Triumph Bonneville, rivoluzione classica

Restyling moderno e identità anni ’60 per una moto che coniuga al meglio tecnologia e pulizia estetica. Ma con 150 accessori personalizzabili non ci sarà un modello uguale all’altro

Tutta nuova, moderna e sofistica­ta, ma senza tradire il sapore anni ’60 che ne ha fatto uno dei pez­zi forti della rinascita Triumph nel nuovo millennio: l’icona Bonne­ville si rivoluziona senza dimenticare se stessa, anzi migliorandosi notevolmen­te. Tecnici e designer della Casa di Hin­ckley hanno trovato un’armonia tra ade­guamenti tecnologici e pulizia estetica, che è forse l’asso nella manica delle nuo­ve Bonneville. La Street Twin , che mon­ta un nuovo motore da 900 cc, è l’entry level della famiglia, arriveranno poi T120 e Thruxton con cilindrata 1.200 per chi vuole qualche brivido in più.

Triumph Bonneville 

Motore: bicilindrico parallelo frontemarcia da 900 cc
Potenza: 55 Cv a 5.200 giri
Coppia: 80 Nm a 3.200 giri
Peso: 200 kg a secco
Prezzo: a partire da 8.700 €

I punti in comune con le precedenti ver­sioni sono veramente pochi, salire ora in sella alla Bonneville vuol dire poter gui­dare una moto moderna, brillante quan­do si apre il gas, maneggevole quando ci si vuole divertire e personalizzabile sce­gliendo tra un catalogo di ben 150 acces­sori . Il bicilindrico frontemarcia da 900 cc è tutto nuovo, ora è raffreddato a liqui­do e, pur sprigionando meno cavalleria (55 CV contro i precedenti 68), di­spone di più coppia ai regimi medio-bas­si. Con la nuova Bonneville non c’è bi­sogno di tirare le marce, il picco di cop­pia arriva a soli 3.200 giri e nel range di utilizzo maggiore (2.750-4.750 giri) ha il 18% di potenza in più. Nonostante que­sto, o meglio, in virtù di questi cambia­menti e del motore a corsa lunga, ora i consumi scendono del 36% e si posso­no percorrere più di 200 km con il picco­lo serbatoio da 12 litri. Insomma, meno prestazioni assolute, ma più godibilità nella guida reale trasformano nettamen­te il carattere di questa modern classic, che ancora una volta segna il passo alla concorrenza.

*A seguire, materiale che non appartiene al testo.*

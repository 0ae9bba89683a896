use serde::{Deserialize, Serialize};

/// Closed enumeration of memory kinds. Extensible in principle, but callers
/// should prefer one of these over inventing a new free-form string.
#[derive(Debug, Clone, Copy, PartialEq, Eq, Serialize, Deserialize)]
#[serde(rename_all = "snake_case")]
pub enum MemoryType {
    Preference,
    Fact,
    Commitment,
    Relationship,
    Event,
    Skill,
    Constraint,
}

impl std::fmt::Display for MemoryType {
    fn fmt(&self, f: &mut std::fmt::Formatter<'_>) -> std::fmt::Result {
        match self {
            Self::Preference => write!(f, "preference"),
            Self::Fact => write!(f, "fact"),
            Self::Commitment => write!(f, "commitment"),
            Self::Relationship => write!(f, "relationship"),
            Self::Event => write!(f, "event"),
            Self::Skill => write!(f, "skill"),
            Self::Constraint => write!(f, "constraint"),
        }
    }
}

impl std::str::FromStr for MemoryType {
    type Err = String;
    fn from_str(s: &str) -> Result<Self, Self::Err> {
        match s {
            "preference" => Ok(Self::Preference),
            "fact" => Ok(Self::Fact),
            "commitment" => Ok(Self::Commitment),
            "relationship" => Ok(Self::Relationship),
            "event" => Ok(Self::Event),
            "skill" => Ok(Self::Skill),
            "constraint" => Ok(Self::Constraint),
            other => Err(format!("unknown memory type: {other}")),
        }
    }
}

/// The four actions a distillation delta may apply to a memory.
#[derive(Debug, Clone, Copy, PartialEq, Eq, Serialize, Deserialize)]
#[serde(rename_all = "snake_case")]
pub enum Action {
    Add,
    Update,
    Keep,
    Expire,
}

impl std::fmt::Display for Action {
    fn fmt(&self, f: &mut std::fmt::Formatter<'_>) -> std::fmt::Result {
        match self {
            Self::Add => write!(f, "add"),
            Self::Update => write!(f, "update"),
            Self::Keep => write!(f, "keep"),
            Self::Expire => write!(f, "expire"),
        }
    }
}

impl std::str::FromStr for Action {
    type Err = String;
    fn from_str(s: &str) -> Result<Self, Self::Err> {
        match s {
            "add" => Ok(Self::Add),
            "update" => Ok(Self::Update),
            "keep" => Ok(Self::Keep),
            "expire" => Ok(Self::Expire),
            other => Err(format!("unknown distill action: {other}")),
        }
    }
}

/// Role of a logged turn.
#[derive(Debug, Clone, Copy, PartialEq, Eq, Serialize, Deserialize)]
#[serde(rename_all = "snake_case")]
pub enum Role {
    User,
    Assistant,
    System,
}

impl std::fmt::Display for Role {
    fn fmt(&self, f: &mut std::fmt::Formatter<'_>) -> std::fmt::Result {
        match self {
            Self::User => write!(f, "user"),
            Self::Assistant => write!(f, "assistant"),
            Self::System => write!(f, "system"),
        }
    }
}

impl std::str::FromStr for Role {
    type Err = String;
    fn from_str(s: &str) -> Result<Self, Self::Err> {
        match s {
            "user" => Ok(Self::User),
            "assistant" => Ok(Self::Assistant),
            "system" => Ok(Self::System),
            other => Err(format!("unknown role: {other}")),
        }
    }
}

/// The central persisted entity. See store invariants for the uniqueness and
/// ordering guarantees that hold across its lifetime.
#[derive(Debug, Clone, Serialize, Deserialize)]
pub struct Memory {
    pub id: String,
    pub mem_type: MemoryType,
    pub category: String,
    pub key: String,
    pub value: String,
    pub source_turn: i64,
    pub last_used_turn: i64,
    pub confidence: f64,
    pub created_at: f64,
    pub updated_at: f64,
    pub is_active: bool,
}

impl Memory {
    pub fn default_confidence() -> f64 {
        0.9
    }
}

/// Immutable append-only conversation log entry.
#[derive(Debug, Clone, Serialize, Deserialize)]
pub struct TurnRecord {
    pub turn_id: i64,
    pub role: Role,
    pub content: String,
    pub timestamp: f64,
    pub memories_retrieved: Vec<String>,
}

/// Flat key -> value projection of high-confidence preference memories.
#[derive(Debug, Clone, Serialize, Deserialize)]
pub struct ProfileEntry {
    pub key: String,
    pub value: String,
    pub updated_at: f64,
    pub source_turn: i64,
}

/// Transient: one entry of a distillation delta.
#[derive(Debug, Clone, Serialize, Deserialize)]
pub struct DistilledMemory {
    pub action: Action,
    /// Target id for update/keep/expire. Unused for add.
    pub id: Option<String>,
    pub mem_type: Option<MemoryType>,
    pub category: Option<String>,
    pub key: Option<String>,
    pub value: Option<String>,
    pub confidence: Option<f64>,
    pub source_turn: Option<i64>,
}

/// Transient: a retrieval hit, with enough provenance to explain the ranking.
#[derive(Debug, Clone)]
pub struct RetrievalResult {
    pub memory: Memory,
    pub score: f64,
    pub vector_rank: Option<usize>,
    pub fts_rank: Option<usize>,
}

Anche la ciclistica è stata completamen­te rivista senza troppe nostalgie per il passato. Il telaio a doppia culla in tubi di acciaio è molto più compatto, pur sen­za rendere la moto troppo “biciclettosa”. Il peso complessivo, nonostante l’inseri­mento ad esempio del raffreddamento a liquido, dell’Abs e delle componenti per l’Euro4, è sceso sotto i 200 kg a secco (prima era di 214 kg).

Triumph Bonneville

La posizione in sella è studiata per garan­tire la massima facilità di guida e il mi­glior controllo del mezzo. Il piano di se­duta è vicino a terra, agevolando i meno alti e il pubblico femminile, ma costrin­gendo chi supera il metro e ottantacinque a guidare con le gambe un po’ rannic­chiate. Questa nuova Bonneville è adat­ta sia a chi è agli inizi sia a chi desidera qualcosa di più. Non una moto da ape­ritivo e basta dunque, ma una due ruo­te capace di accompagnarvi in scam­pagnate di medio raggio con un discre­to comfort. E facendovi divertire grazie a prestazioni e facilità di guida sconosciute ai precedenti modelli.

Il prezzo è fissato a partire da 8.700 euro per la versione nera lucida, cui occorre aggiungere 150 euro per portarsi a casa le declinazioni colorate. Con la lista degli accessori starà poi a ognuno decidere del proprio portafogli e del proprio stile.